>>>>
use std::collections::HashMap;
use std::path::Path;

use anyhow::{Context, Result};
use serde::{Deserialize, Serialize};

use partyline_core::IdentityTable;

#[derive(Debug, Clone, Serialize, Deserialize)]
pub struct ServerConfig {
    #[serde(default = "default_host")]
    pub host: String,
    #[serde(default = "default_port")]
    pub port: u16,
    /// Username to authorized public keys.
    pub clients: HashMap<String, ClientKeys>,
}

fn default_host() -> String {
    "0.0.0.0".to_string()
}

fn default_port() -> u16 {
    8022
}

/// One key or several; a single string may also hold multiple
/// authorized_keys lines.
#[derive(Debug, Clone, Serialize, Deserialize)]
#[serde(untagged)]
pub enum ClientKeys {
    Single(String),
    Many(Vec<String>),
}

impl ClientKeys {
    fn as_text(&self) -> String {
        match self {
            ClientKeys::Single(text) => text.clone(),
            ClientKeys::Many(entries) => entries.join("\n"),
        }
    }
}

impl ServerConfig {
    pub fn load(path: &Path) -> Result<Self> {
        let content = std::fs::read_to_string(path)
            .with_context(|| format!("failed to read config at {}", path.display()))?;
        let config: Self = serde_yml::from_str(&content)
            .with_context(|| format!("failed to parse config at {}", path.display()))?;
        Ok(config)
    }

    /// Build the immutable identity table the authenticator runs against.
    pub fn identity_table(&self) -> Result<IdentityTable> {
        let mut table = IdentityTable::new();
        for (username, keys) in &self.clients {
            table
                .add_client(username, &keys.as_text())
                .with_context(|| format!("invalid key entry for client {username:?}"))?;
        }
        Ok(table)
    }
}
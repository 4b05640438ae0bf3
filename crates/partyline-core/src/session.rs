//! Per-connection session lifecycle

use std::sync::Arc;

use tokio::sync::mpsc;
use tracing::{debug, info};

use crate::hub::{BroadcastHub, ChannelKind};
use crate::registry::{ConnectionRegistry, SessionEntry};

/// Outcome of reading the next input event from a session.
///
/// The transport produces these; the session handler matches on them
/// exhaustively, so every lifecycle transition is visible in one place.
#[derive(Debug, Clone, PartialEq, Eq)]
pub enum InputEvent {
    /// A complete line, terminators already removed by the transport.
    Line(String),
    /// Terminal resize notification; fully recoverable.
    Resized,
    /// Client interrupt; close quietly with no error surfaced anywhere.
    Break,
    /// Client closed its input stream.
    EndOfInput,
    /// Anything else that went wrong while reading or processing input.
    Error { kind: String, message: String },
}

/// Drives one session from establishment to close.
///
/// Constructed only after the transport has accepted authentication, so
/// rejected connections never touch the registry or the hub.
pub struct SessionHandler {
    entry: Arc<SessionEntry>,
    registry: Arc<ConnectionRegistry>,
    hub: Arc<BroadcastHub>,
    events: mpsc::Receiver<InputEvent>,
    command: Option<String>,
}

impl SessionHandler {
    pub fn new(
        entry: Arc<SessionEntry>,
        registry: Arc<ConnectionRegistry>,
        hub: Arc<BroadcastHub>,
        events: mpsc::Receiver<InputEvent>,
        command: Option<String>,
    ) -> Self {
        Self {
            entry,
            registry,
            hub,
            events,
            command,
        }
    }

    /// Run the session to completion: register, announce, relay, close.
    pub async fn run(mut self) {
        let username = self.entry.username.clone();
        self.registry.register(self.entry.clone()).await;
        info!("{} connected ({})", username, self.entry.id);
        self.hub
            .broadcast(&format!("[connected] {username}"), ChannelKind::Diagnostic)
            .await;

        match self.command.take() {
            Some(command) => {
                // One-shot invocation: the command is the chat line, and
                // the input stream is never read.
                let line = command.trim_end_matches(['\r', '\n']);
                self.hub
                    .broadcast(&format!("{username}: {line}"), ChannelKind::Primary)
                    .await;
            }
            None => self.relay_lines(&username).await,
        }

        self.close(&username).await;
    }

    async fn relay_lines(&mut self, username: &str) {
        loop {
            // A dropped sender means the transport went away; treat it
            // like end of input.
            let event = self.events.recv().await.unwrap_or(InputEvent::EndOfInput);
            match event {
                InputEvent::Line(line) => {
                    let line = line.trim_end_matches(['\r', '\n']);
                    // Empty lines are chat lines too; only an explicit
                    // break or end of input terminates the session.
                    self.hub
                        .broadcast(&format!("{username}: {line}"), ChannelKind::Primary)
                        .await;
                }
                InputEvent::Resized => {
                    debug!("{} resized terminal", username);
                }
                InputEvent::Break => break,
                InputEvent::EndOfInput => break,
                InputEvent::Error { kind, message } => {
                    let notice = format!("input error: {kind}: {message}\r\n");
                    if let Err(e) = self
                        .entry
                        .sink
                        .send(ChannelKind::Diagnostic, &notice)
                        .await
                    {
                        debug!("could not report error to {}: {}", username, e);
                    }
                    info!("{} closed after input error: {} {}", username, kind, message);
                    break;
                }
            }
        }
    }

    async fn close(&self, username: &str) {
        // Unregister before the departure notice so the leaver is not in
        // the farewell snapshot; repeats are tolerated by the registry.
        self.registry.unregister(self.entry.id).await;
        if let Err(e) = self.entry.sink.close(0).await {
            debug!("transport close for {} failed: {}", username, e);
        }
        info!("{} disconnected ({})", username, self.entry.id);
        self.hub
            .broadcast(&format!("[disconnected] {username}"), ChannelKind::Diagnostic)
            .await;
    }
}
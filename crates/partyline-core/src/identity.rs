//! Identity table mapping usernames to their authorized public keys

use std::collections::HashMap;

use anyhow::{Result, bail};

/// A single authorized public key in OpenSSH textual form.
///
/// Only the algorithm name and the base64 blob take part in comparisons;
/// trailing comments from authorized_keys lines are dropped at parse time.
#[derive(Debug, Clone, PartialEq, Eq)]
pub struct AuthorizedKey {
    pub algorithm: String,
    pub key_base64: String,
}

impl AuthorizedKey {
    /// Parse one `<algorithm> <base64> [comment]` line.
    pub fn parse(line: &str) -> Result<Self> {
        let mut parts = line.split_whitespace();
        let (Some(algorithm), Some(key_base64)) = (parts.next(), parts.next()) else {
            bail!("malformed public key entry: {line:?}");
        };
        Ok(Self {
            algorithm: algorithm.to_string(),
            key_base64: key_base64.to_string(),
        })
    }
}

/// Read-only username to authorized-keys mapping, built once at startup.
#[derive(Debug, Clone, Default)]
pub struct IdentityTable {
    clients: HashMap<String, Vec<AuthorizedKey>>,
}

impl IdentityTable {
    pub fn new() -> Self {
        Self::default()
    }

    /// Register every key found in `keys_text` for `username`.
    ///
    /// Accepts authorized_keys-style text: one key per line, blank lines
    /// and `#` comments skipped. Fails if no usable entry remains.
    pub fn add_client(&mut self, username: &str, keys_text: &str) -> Result<()> {
        let entry = self.clients.entry(username.to_string()).or_default();
        for line in keys_text.lines() {
            let line = line.trim();
            if line.is_empty() || line.starts_with('#') {
                continue;
            }
            entry.push(AuthorizedKey::parse(line)?);
        }
        if entry.is_empty() {
            bail!("no usable public key entries for client {username:?}");
        }
        Ok(())
    }

    pub fn keys_for(&self, username: &str) -> Option<&[AuthorizedKey]> {
        self.clients.get(username).map(Vec::as_slice)
    }

    pub fn len(&self) -> usize {
        self.clients.len()
    }

    pub fn is_empty(&self) -> bool {
        self.clients.is_empty()
    }
}

#[cfg(test)]
mod tests {
    use super::*;

    const ED25519: &str = "ssh-ed25519 AAAAC3NzaC1lZDI1NTE5AAAAIKDummyKeyMaterialForTests0000000000000001";

    #[test]
    fn test_parse_key_with_comment() {
        let key = AuthorizedKey::parse("ssh-ed25519 AAAAC3Nza alice@laptop").unwrap();
        assert_eq!(key.algorithm, "ssh-ed25519");
        assert_eq!(key.key_base64, "AAAAC3Nza");
    }

    #[test]
    fn test_parse_key_without_comment() {
        let key = AuthorizedKey::parse("ssh-rsa AAAAB3Nza").unwrap();
        assert_eq!(key.algorithm, "ssh-rsa");
    }

    #[test]
    fn test_parse_malformed_key() {
        assert!(AuthorizedKey::parse("ssh-ed25519").is_err());
        assert!(AuthorizedKey::parse("").is_err());
    }

    #[test]
    fn test_add_client_single_key() {
        let mut table = IdentityTable::new();
        table.add_client("alice", ED25519).unwrap();
        assert_eq!(table.len(), 1);
        assert_eq!(table.keys_for("alice").unwrap().len(), 1);
    }

    #[test]
    fn test_add_client_multiline_with_comments() {
        let text = format!("# work laptop\n{ED25519}\n\nssh-rsa AAAAB3Nza bob@old-box\n");
        let mut table = IdentityTable::new();
        table.add_client("bob", &text).unwrap();
        let keys = table.keys_for("bob").unwrap();
        assert_eq!(keys.len(), 2);
        assert_eq!(keys[1].algorithm, "ssh-rsa");
    }

    #[test]
    fn test_add_client_no_usable_entries() {
        let mut table = IdentityTable::new();
        assert!(table.add_client("carol", "# only a comment\n").is_err());
    }

    #[test]
    fn test_keys_for_unknown_user() {
        let table = IdentityTable::new();
        assert!(table.keys_for("nobody").is_none());
    }
}
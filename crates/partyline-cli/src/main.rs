use std::path::PathBuf;
use std::sync::Arc;

use anyhow::Result;
use clap::Parser;
use tokio::signal;
use tracing::info;
use tracing_subscriber::EnvFilter;

mod config;

use config::ServerConfig;
use partyline_core::Authenticator;
use partyline_ssh::{BroadcastServer, keys};

#[derive(Parser)]
#[command(name = "partyline")]
#[command(version)]
#[command(about = "A shared chat room served over SSH")]
struct Cli {
    /// Path to the YAML config file
    config: PathBuf,

    /// Path to the server's SSH private key
    key: PathBuf,

    /// Mirror connect/disconnect notices to the server log
    #[arg(long)]
    log: bool,

    /// Enable debug logging
    #[arg(short, long)]
    debug: bool,
}

#[tokio::main]
async fn main() -> Result<()> {
    let cli = Cli::parse();

    // All operational output goes to stderr; stdout stays clean.
    let filter = if cli.debug { "debug" } else { "info" };
    tracing_subscriber::fmt()
        .with_env_filter(EnvFilter::new(filter))
        .with_writer(std::io::stderr)
        .init();

    let config = ServerConfig::load(&cli.config)?;
    let identities = Arc::new(config.identity_table()?);
    info!("loaded {} client identities", identities.len());

    let authenticator = Arc::new(Authenticator::new(identities));
    let host_key = keys::load_host_key_interactive(&cli.key)?;

    let server = BroadcastServer::new(authenticator, cli.log);
    tokio::select! {
        result = server.run(&config.host, config.port, host_key) => result,
        _ = signal::ctrl_c() => {
            info!("shutting down");
            Ok(())
        }
    }
}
<<<<
◆ ASSIGNED TASK: The output must consist solely of the lines from the first line of the records through the line containing "fn default_host() ->", reproduced exactly.

◆ TASK RESPONSE:
use std::collections::HashMap;
use std::path::Path;

use anyhow::{Context, Result};
use serde::{Deserialize, Serialize};

use partyline_core::IdentityTable;

#[derive(Debug, Clone, Serialize, Deserialize)]
pub struct ServerConfig {
    #[serde(default = "default_host")]
    pub host: String,
    #[serde(default = "default_port")]
    pub port: u16,
    /// Username to authorized public keys.
    pub clients: HashMap<String, ClientKeys>,
}

fn default_host() -> String {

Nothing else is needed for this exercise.